16
Apr/19

ISABELLA ROSSELLINI: LINK LINK CIRCUS

16
Apr/19
(photo by Brigitte Lacombe)

Isabella Rossellini returns as ringmaster in Link Link Circus at Hunter College (photo by Brigitte Lacombe)

Hunter College
The Frederick Loewe Theatre
930 Lexington Ave. at 68th St.
April 18 – May 3, students $10-$15, adults $37-$42
www.huntertheaterproject.org
hunter.cuny.edu

“Everything that I study at school — that is very serious — I try to visualize and make it fun,” says Isabella Rossellini.
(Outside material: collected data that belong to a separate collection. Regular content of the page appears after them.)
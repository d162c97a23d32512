//! Fragment discovery and identity resolution.
//!
//! Two-phase model: the discovery phase collects every declaration site
//! across all modules (including separately compiled units surfaced
//! through [`FragmentSource`]) keyed by identity, then [`RegistryBuilder::freeze`]
//! assembles each identity's contributions into one immutable
//! [`FragmentDefinition`]. Resolution only ever sees frozen definitions,
//! so declaration order never matters.

use indexmap::IndexMap;

use loomql_core::{
    Construction, FragmentDecl, FragmentParam, FragmentRef, ModuleId, ModuleInput, Selection, Span,
};

use crate::diagnostics::{DiagnosticKind, Diagnostics};
use crate::lower;
use crate::PassResult;

/// Identity of a fragment: declaring module + name.
#[derive(Debug, Clone, PartialEq, Eq, Hash, PartialOrd, Ord)]
pub struct FragmentId {
    pub module: ModuleId,
    pub name: String,
}

impl FragmentId {
    pub fn new(module: ModuleId, name: impl Into<String>) -> Self {
        Self {
            module,
            name: name.into(),
        }
    }
}

impl std::fmt::Display for FragmentId {
    fn fmt(&self, f: &mut std::fmt::Formatter<'_>) -> std::fmt::Result {
        write!(f, "{}.{}", self.module, self.name)
    }
}

/// A frozen, fully assembled fragment.
///
/// Created once per distinct identity during discovery; immutable after
/// freeze; referenced, never copied, by the resolver (expansion clones
/// the body by value into each call site).
#[derive(Debug, Clone, PartialEq)]
pub struct FragmentDefinition {
    pub id: FragmentId,
    /// Wire type the fragment applies to.
    pub on_type: String,
    pub params: Vec<FragmentParam>,
    pub body: Vec<Selection>,
    /// How the fragment's selections assemble when it is the sole
    /// selection of a field.
    pub construction: Construction,
    pub span: Span,
}

/// Fragment declarations visible from a separately compiled unit.
///
/// The registry does not know how external units are packaged; it only
/// needs to enumerate the declarations they expose.
pub trait FragmentSource {
    fn fragments(&self) -> Vec<FragmentDecl>;
}

/// Discovery-phase accumulator.
#[derive(Default)]
pub struct RegistryBuilder {
    contributions: IndexMap<FragmentId, Vec<FragmentDecl>>,
    imports: IndexMap<ModuleId, Vec<ModuleId>>,
}

impl RegistryBuilder {
    pub fn new() -> Self {
        Self::default()
    }

    /// Record one module's declarations and import list.
    pub fn add_module(&mut self, module: &ModuleInput) {
        self.imports
            .entry(module.id.clone())
            .or_default()
            .extend(module.imports.iter().cloned());
        for decl in &module.fragments {
            self.add_decl(decl.clone());
        }
    }

    /// Record declarations from a separately compiled unit.
    pub fn add_source(&mut self, source: &dyn FragmentSource) {
        for decl in source.fragments() {
            self.add_decl(decl);
        }
    }

    fn add_decl(&mut self, decl: FragmentDecl) {
        let id = FragmentId::new(decl.module.clone(), decl.name.clone());
        self.contributions.entry(id).or_default().push(decl);
    }

    /// Assemble all contributions into immutable definitions.
    ///
    /// Partial declarations with one identity merge into a single body;
    /// colliding non-partial declarations raise `DuplicateFragment`. A
    /// definition is never observable half-assembled: resolution starts
    /// only after this returns.
    pub fn freeze(self, fuel: u32) -> PassResult<FragmentRegistry> {
        let mut diagnostics = Diagnostics::new();
        let mut defs = IndexMap::new();

        for (id, decls) in self.contributions {
            let first = &decls[0];

            for later in &decls[1..] {
                let collides = !first.partial || !later.partial;
                let agrees = later.on_type == first.on_type && later.params == first.params;
                if collides || !agrees {
                    let mut builder = diagnostics
                        .report(
                            DiagnosticKind::DuplicateFragment,
                            later.module.clone(),
                            later.span,
                        )
                        .message(id.name.clone())
                        .related_to(first.module.clone(), first.span, "first declared here");
                    if !agrees {
                        builder =
                            builder.hint("contributions disagree on parameters or target type");
                    }
                    builder.emit();
                }
            }

            let mut body = Vec::new();
            let mut construction = Construction::Properties;
            for decl in &decls {
                let ((lowered, decl_construction), decl_diags) =
                    lower::lower_fragment_body(decl, fuel)?;
                diagnostics.extend(decl_diags);
                body.extend(lowered);
                // The sole non-property construction wins; partials that
                // merge are property-style by nature.
                if decl_construction != Construction::Properties {
                    construction = decl_construction;
                }
            }

            defs.insert(
                id.clone(),
                FragmentDefinition {
                    id,
                    on_type: first.on_type.clone(),
                    params: first.params.clone(),
                    body,
                    construction,
                    span: first.span,
                },
            );
        }

        Ok((
            FragmentRegistry {
                defs,
                imports: self.imports,
            },
            diagnostics,
        ))
    }
}

/// Read-only fragment table shared by every call site's resolution.
#[derive(Debug, Clone, Default)]
pub struct FragmentRegistry {
    defs: IndexMap<FragmentId, FragmentDefinition>,
    imports: IndexMap<ModuleId, Vec<ModuleId>>,
}

impl FragmentRegistry {
    pub fn get(&self, id: &FragmentId) -> Option<&FragmentDefinition> {
        self.defs.get(id)
    }

    /// Resolve a reference from the given module.
    ///
    /// Qualified references go straight to their declaring module.
    /// Unqualified references search the referencing module first, then
    /// its imports in declaration order.
    pub fn lookup(&self, from: &ModuleId, reference: &FragmentRef) -> Option<&FragmentDefinition> {
        if let Some(module) = &reference.module {
            return self.get(&FragmentId::new(module.clone(), reference.name.clone()));
        }

        let local = FragmentId::new(from.clone(), reference.name.clone());
        if let Some(def) = self.get(&local) {
            return Some(def);
        }

        for import in self.imports.get(from).into_iter().flatten() {
            let id = FragmentId::new(import.clone(), reference.name.clone());
            if let Some(def) = self.get(&id) {
                return Some(def);
            }
        }

        None
    }

    pub fn len(&self) -> usize {
        self.defs.len()
    }

    pub fn is_empty(&self) -> bool {
        self.defs.is_empty()
    }

    pub fn iter(&self) -> impl Iterator<Item = &FragmentDefinition> {
        self.defs.values()
    }
}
The sixty-six-year-old daughter of neo-Realist Roberto Rossellini and Oscar-, Emmy-, and Tony-winning Swedish actress Ingrid Bergman is currently working on her master’s degree in animal behavior and conservation at Hunter College, where she will stage her unique one-woman, one-dog show Link Link Circus at the Frederick Loewe Theatre from April 18 to May 3 as part of Gregory Mosher’s Hunter Theater Project. The seventy-five-minute multimedia presentation, which made its US premiere last year at the Bayshnikov Arts Center, looks to be nothing if not fun. The model and star of such films as Blue Velvet and Death Becomes Her and such TV movies and series as Crime of the Century and Alias has an affinity for animals, as displayed in her Sundance program Green Porno, which playfully explored the mating rituals of animals and the environmental protection of marine life. Rossellini is also the author of My Chickens and I, an illustrated book about chickens, and runs an organic farm in Bellport, where she lives. In Link Link Circus, she serves as a ringmaster while also transforming into such scientific figures as Aristotle, Descartes, B. F. Skinner, and Charles Darwin as she delves into the nature of animal intelligence. The set design is by Rick Gilbert and Andy Byers, with puppetry by Schuyler Beeman, animation by Andy Smetanka and Courtney Pure, costumes by Byers and Fanny Karst, music by Byers, and all-important props by Gina Freedman; Rossellini codirects with Guido Torlonia. The Hunter Theater Project, which began last year with Richard Nelson’s adaptation of Uncle Vanya, is a low-price, high-quality initiative that connects the artists and the audience and makes theater more affordable for all.